Activity: Some lines below may hold the string "warehouse". Count them and give only the total.

Dataset records
- - -

//! Config command implementation.

use crate::cli::{ConfigAction, Output};
use crate::config::Settings;
use anyhow::Result;

/// Run the config command.
pub fn run_config(action: &ConfigAction, settings: Settings) -> Result<()> {
    match action {
        ConfigAction::Show => {
            let rendered = toml::to_string_pretty(&settings)
                .map_err(|e| anyhow::anyhow!("Failed to serialize config: {}", e))?;
            print!("{}", rendered);
        }

        ConfigAction::Path => {
            println!("{}", Settings::default_config_path().display());
        }

        ConfigAction::Edit => {
            let config_path = Settings::default_config_path();

            // Write the defaults out first so the editor has a file to open
            if !config_path.exists() {
                settings.save_to(&config_path)?;
                Output::info(&format!(
                    "Created default config at {}",
                    config_path.display()
                ));
            }

            let editor = std::env::var("EDITOR").unwrap_or_else(|_| "vi".to_string());
            Output::info(&format!("Opening config in {}...", editor));

            let status = std::process::Command::new(&editor)
                .arg(&config_path)
                .status();

            match status {
                Ok(s) if s.success() => Output::success("Config saved."),
                Ok(_) => Output::warning("Editor exited with non-zero status."),
                Err(e) => {
                    Output::error(&format!("Failed to launch {}: {}", editor, e));
                    Output::info(&format!("Config file is at: {}", config_path.display()));
                }
            }
        }
    }

    Ok(())
}
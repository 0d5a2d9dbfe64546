//! Sok - Semantic Video Search
//!
//! A CLI tool and HTTP service for searching a video catalog with natural language.
//!
//! The name "Sok" comes from the Norwegian word for "search."
//!
//! # Overview
//!
//! Sok allows you to:
//! - Load a CSV catalog of video metadata into a warehouse table
//! - Search the catalog with natural-language queries, paginated and optionally
//!   filtered by year
//! - Get an AI-generated summary of the top results of each search
//!
//! # Architecture
//!
//! The library is organized into several modules:
//!
//! - `config` - Configuration management
//! - `store` - Relational warehouse abstraction
//! - `ingest` - CSV catalog loading
//! - `search` - Semantic search index abstraction
//! - `summary` - Result summarization via LLM completion
//! - `session` - Per-session search controller (query, page, cached results)
//!
//! # Example
//!
//! ```rust,no_run
//! use std::sync::Arc;
//! use sok::search::MemorySearchIndex;
//! use sok::session::Session;
//! use sok::summary::OpenAISummarizer;
//!
//! #[tokio::main]
//! async fn main() -> anyhow::Result<()> {
//!     let index = Arc::new(MemorySearchIndex::new());
//!     let summarizer = Arc::new(OpenAISummarizer::new("gpt-4o-mini"));
//!     let mut session = Session::new(index, summarizer, 50);
//!
//!     let outcome = session.submit_search("climate change", None).await?;
//!     println!("{} matches across {} pages", outcome.total_count, outcome.total_pages);
//!
//!     Ok(())
//! }
//! ```

pub mod cli;
pub mod config;
pub mod error;
pub mod ingest;
pub mod search;
pub mod session;
pub mod store;
pub mod summary;

pub use error::{Result, SokError};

- - -

Task output: 2